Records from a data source
----

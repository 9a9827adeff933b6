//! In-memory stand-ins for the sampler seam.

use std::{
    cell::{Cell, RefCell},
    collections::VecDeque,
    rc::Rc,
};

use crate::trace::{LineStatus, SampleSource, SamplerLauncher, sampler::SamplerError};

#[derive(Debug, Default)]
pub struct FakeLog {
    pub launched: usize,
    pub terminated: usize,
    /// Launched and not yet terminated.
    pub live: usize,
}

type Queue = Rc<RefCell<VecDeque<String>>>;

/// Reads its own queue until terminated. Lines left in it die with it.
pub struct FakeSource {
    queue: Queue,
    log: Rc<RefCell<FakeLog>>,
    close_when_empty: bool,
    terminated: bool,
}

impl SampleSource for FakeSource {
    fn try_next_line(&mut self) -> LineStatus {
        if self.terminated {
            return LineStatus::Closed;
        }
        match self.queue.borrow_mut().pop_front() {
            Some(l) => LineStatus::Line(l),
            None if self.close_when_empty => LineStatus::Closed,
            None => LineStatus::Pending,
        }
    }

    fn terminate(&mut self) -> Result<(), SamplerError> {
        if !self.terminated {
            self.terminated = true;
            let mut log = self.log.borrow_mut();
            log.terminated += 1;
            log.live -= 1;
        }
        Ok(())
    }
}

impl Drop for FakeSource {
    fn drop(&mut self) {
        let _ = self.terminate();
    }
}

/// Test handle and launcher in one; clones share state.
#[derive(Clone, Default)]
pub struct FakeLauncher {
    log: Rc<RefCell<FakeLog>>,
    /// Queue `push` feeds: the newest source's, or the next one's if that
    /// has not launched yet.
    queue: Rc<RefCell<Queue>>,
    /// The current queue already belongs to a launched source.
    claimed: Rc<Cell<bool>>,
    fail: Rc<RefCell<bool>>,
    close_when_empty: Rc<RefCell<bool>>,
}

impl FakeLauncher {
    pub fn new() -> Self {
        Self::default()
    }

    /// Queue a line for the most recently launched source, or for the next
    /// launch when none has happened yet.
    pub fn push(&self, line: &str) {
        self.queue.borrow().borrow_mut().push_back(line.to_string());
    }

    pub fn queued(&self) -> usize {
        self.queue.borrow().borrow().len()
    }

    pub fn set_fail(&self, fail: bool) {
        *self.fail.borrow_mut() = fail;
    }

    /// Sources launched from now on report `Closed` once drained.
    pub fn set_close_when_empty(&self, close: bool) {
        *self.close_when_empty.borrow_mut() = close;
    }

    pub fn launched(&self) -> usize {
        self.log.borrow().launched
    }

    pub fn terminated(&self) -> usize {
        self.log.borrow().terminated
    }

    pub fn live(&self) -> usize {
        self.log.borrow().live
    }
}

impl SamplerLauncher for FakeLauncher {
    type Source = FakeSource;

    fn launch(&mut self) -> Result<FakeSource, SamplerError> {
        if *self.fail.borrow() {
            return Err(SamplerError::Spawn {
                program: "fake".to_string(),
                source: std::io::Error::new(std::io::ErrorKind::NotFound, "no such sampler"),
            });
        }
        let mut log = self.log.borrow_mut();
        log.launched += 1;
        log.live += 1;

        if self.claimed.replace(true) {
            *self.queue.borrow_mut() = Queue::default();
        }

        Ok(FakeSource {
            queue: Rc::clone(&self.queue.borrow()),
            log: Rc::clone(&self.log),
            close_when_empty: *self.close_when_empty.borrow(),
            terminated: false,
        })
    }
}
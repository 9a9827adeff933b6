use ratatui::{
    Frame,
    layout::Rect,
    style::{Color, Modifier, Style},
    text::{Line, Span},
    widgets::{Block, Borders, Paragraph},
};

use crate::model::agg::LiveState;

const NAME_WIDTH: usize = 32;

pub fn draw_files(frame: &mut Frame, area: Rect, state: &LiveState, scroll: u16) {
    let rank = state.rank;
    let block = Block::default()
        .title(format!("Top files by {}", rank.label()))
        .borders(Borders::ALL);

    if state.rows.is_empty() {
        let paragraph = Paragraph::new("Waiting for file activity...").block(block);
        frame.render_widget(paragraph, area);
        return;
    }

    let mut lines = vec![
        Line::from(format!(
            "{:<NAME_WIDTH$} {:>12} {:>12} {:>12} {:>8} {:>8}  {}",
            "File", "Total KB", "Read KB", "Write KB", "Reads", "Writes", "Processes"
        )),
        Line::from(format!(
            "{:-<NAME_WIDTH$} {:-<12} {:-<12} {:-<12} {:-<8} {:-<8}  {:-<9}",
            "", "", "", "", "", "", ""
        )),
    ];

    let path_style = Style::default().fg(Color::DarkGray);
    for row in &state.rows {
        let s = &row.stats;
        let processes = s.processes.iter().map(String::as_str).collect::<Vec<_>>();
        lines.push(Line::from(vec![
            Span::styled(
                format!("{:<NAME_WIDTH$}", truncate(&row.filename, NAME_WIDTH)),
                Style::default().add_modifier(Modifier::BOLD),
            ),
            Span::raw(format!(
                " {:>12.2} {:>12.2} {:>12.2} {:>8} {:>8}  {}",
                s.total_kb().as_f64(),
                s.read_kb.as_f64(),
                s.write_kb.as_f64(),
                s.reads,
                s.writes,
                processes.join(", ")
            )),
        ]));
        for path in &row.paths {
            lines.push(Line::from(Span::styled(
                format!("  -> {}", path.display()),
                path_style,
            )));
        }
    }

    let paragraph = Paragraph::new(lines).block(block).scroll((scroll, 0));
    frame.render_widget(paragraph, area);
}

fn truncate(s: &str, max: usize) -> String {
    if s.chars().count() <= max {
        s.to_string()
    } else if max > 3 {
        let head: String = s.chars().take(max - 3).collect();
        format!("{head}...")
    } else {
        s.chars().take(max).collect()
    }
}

----

**What needs to be done**
From the data above, output only the lines between the line containing "pub fn queued(&self)" and the line containing "type Source = FakeSource;", inclusive, exactly as written.

**Exercise answer**
    pub fn queued(&self) -> usize {
        self.queue.borrow().borrow().len()
    }

    pub fn set_fail(&self, fail: bool) {
        *self.fail.borrow_mut() = fail;
    }

    /// Sources launched from now on report `Closed` once drained.
    pub fn set_close_when_empty(&self, close: bool) {
        *self.close_when_empty.borrow_mut() = close;
    }

    pub fn launched(&self) -> usize {
        self.log.borrow().launched
    }

    pub fn terminated(&self) -> usize {
        self.log.borrow().terminated
    }

    pub fn live(&self) -> usize {
        self.log.borrow().live
    }
}

impl SamplerLauncher for FakeLauncher {
    type Source = FakeSource;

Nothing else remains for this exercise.